The group focused on the Phe and Gly (FG)-rich repeats present in many nuclear pore proteins. The effective concentration of the repeat proteins in the pore is close to 100 mg/ml. “At such a concentration, a gel must form,” says Görlich.
But proving that in vitro was not easy. Agarose makes a gel, but only if the powder is first boiled with water to make a homogeneous solution. A similar approach does not work with FG repeats, whose hydrophobic interactions are largely unresponsive to heat. Finally, the German group found that a regime of pH changes could give a similar result: a hydrogel whose properties are comparable to those of a 0.4% agarose gel. Gel formation runs counter to some other models for nuclear pore action, which only work if repeat proteins do not significantly interact with each other.
Repeat proteins with Phe residues mutated to Ser could no longer form the in vitro gels, bind to NTRs, or rescue nucleoporin mutants. Phe-to-Tyr mutants also failed to bind NTRs but could still rescue nucleoporin mutants. Apparently, the Tyr version interacted with the mesh enough to fulfill the essential function—maintenance of a barrier—and other nucleoporins helped out by interacting with NTRs.

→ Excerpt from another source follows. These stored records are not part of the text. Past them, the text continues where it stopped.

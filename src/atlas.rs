//! The fixed 64×32 output texture and patch compositing.
use crate::error::BakeError;
use crate::image::{ImageView, ImageViewMut, Rgb, RgbBuffer, BLACK};
use crate::types::AtlasRegion;

pub const ATLAS_WIDTH: usize = 64;
pub const ATLAS_HEIGHT: usize = 32;

#[derive(Clone, Debug, PartialEq, Eq)]
pub struct Atlas {
    buffer: RgbBuffer,
}

impl Default for Atlas {
    fn default() -> Self {
        Self::new()
    }
}

impl Atlas {
    /// Black atlas, ready for a fresh bake.
    pub fn new() -> Self {
        Self::filled(BLACK)
    }

    pub fn filled(px: Rgb) -> Self {
        Self {
            buffer: RgbBuffer::filled(ATLAS_WIDTH, ATLAS_HEIGHT, px),
        }
    }

    /// Adopt an existing buffer, which must be exactly 64×32.
    pub fn from_buffer(buffer: RgbBuffer) -> Result<Self, BakeError> {
        if buffer.width() != ATLAS_WIDTH {
            return Err(BakeError::DimensionMismatch {
                what: "atlas width",
                expected: ATLAS_WIDTH,
                found: buffer.width(),
            });
        }
        if buffer.height() != ATLAS_HEIGHT {
            return Err(BakeError::DimensionMismatch {
                what: "atlas height",
                expected: ATLAS_HEIGHT,
                found: buffer.height(),
            });
        }
        Ok(Self { buffer })
    }

    pub fn buffer(&self) -> &RgbBuffer {
        &self.buffer
    }

    #[inline]
    pub fn pixel(&self, x: usize, y: usize) -> Rgb {
        self.buffer.get(x, y)
    }

    /// Pixels of `region` in row-major order.
    pub fn region_pixels(&self, region: &AtlasRegion) -> Vec<Rgb> {
        let (x0, y0) = region.offset;
        let (w, h) = region.size;
        (y0..y0 + h)
            .flat_map(|y| self.buffer.row(y)[x0..x0 + w].iter().copied())
            .collect()
    }

    /// Copy `patch` row by row with its top-left corner at `offset`.
    ///
    /// Existing pixels are overwritten, never blended, so later writes to the
    /// same area win.
    pub fn composite(&mut self, patch: &RgbBuffer, offset: (usize, usize)) -> Result<(), BakeError> {
        let (x0, y0) = offset;
        let right = x0 + patch.width();
        let bottom = y0 + patch.height();
        if right > ATLAS_WIDTH {
            return Err(BakeError::DimensionMismatch {
                what: "patch right edge",
                expected: ATLAS_WIDTH,
                found: right,
            });
        }
        if bottom > ATLAS_HEIGHT {
            return Err(BakeError::DimensionMismatch {
                what: "patch bottom edge",
                expected: ATLAS_HEIGHT,
                found: bottom,
            });
        }
        for (dy, src) in patch.rows().enumerate() {
            self.buffer.row_mut(y0 + dy)[x0..right].copy_from_slice(src);
        }
        Ok(())
    }
}

#[cfg(test)]
mod tests {
    use super::*;

    #[test]
    fn composite_writes_only_target_rect() {
        let mut atlas = Atlas::new();
        let patch = RgbBuffer::filled(4, 6, [9, 8, 7]);
        atlas.composite(&patch, (40, 20)).unwrap();
        let region = AtlasRegion::new((40, 20), (4, 6));
        for y in 0..ATLAS_HEIGHT {
            for x in 0..ATLAS_WIDTH {
                let inside = (40..44).contains(&x) && (20..26).contains(&y);
                let expected = if inside { [9, 8, 7] } else { BLACK };
                assert_eq!(atlas.pixel(x, y), expected, "pixel ({x}, {y})");
            }
        }
        assert!(atlas.region_pixels(&region).iter().all(|&p| p == [9, 8, 7]));
    }

    #[test]
    fn later_writes_win() {
        let mut atlas = Atlas::new();
        atlas
            .composite(&RgbBuffer::filled(8, 8, [1, 1, 1]), (8, 0))
            .unwrap();
        atlas
            .composite(&RgbBuffer::filled(4, 4, [2, 2, 2]), (10, 2))
            .unwrap();
        assert_eq!(atlas.pixel(9, 1), [1, 1, 1]);
        assert_eq!(atlas.pixel(10, 2), [2, 2, 2]);
        assert_eq!(atlas.pixel(13, 5), [2, 2, 2]);
        assert_eq!(atlas.pixel(14, 6), [1, 1, 1]);
    }

    #[test]
    fn patch_must_fit() {
        let mut atlas = Atlas::new();
        let err = atlas
            .composite(&RgbBuffer::new(8, 12), (60, 0))
            .unwrap_err();
        assert_eq!(
            err,
            BakeError::DimensionMismatch {
                what: "patch right edge",
                expected: 64,
                found: 68
            }
        );
        assert_eq!(atlas, Atlas::new());
    }

    #[test]
    fn from_buffer_checks_shape() {
        assert!(Atlas::from_buffer(RgbBuffer::new(64, 32)).is_ok());
        assert!(matches!(
            Atlas::from_buffer(RgbBuffer::new(64, 64)),
            Err(BakeError::DimensionMismatch {
                what: "atlas height",
                ..
            })
        ));
    }
}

The next step, says Görlich, will be to demonstrate that the in vitro gel can act as a selective permeability barrier. How might such a solid-looking structure perform this function? One might think the multivalent interaction between gel and NTR would freeze any movement, but “it's analogous to water,” says Görlich. “A protein diffuses through water even though it has bonds with water. It's just a matter of how fast the rearrangements occur.” The NTRs, he says, must use their hydrophobicity to catalyze the necessary exchange.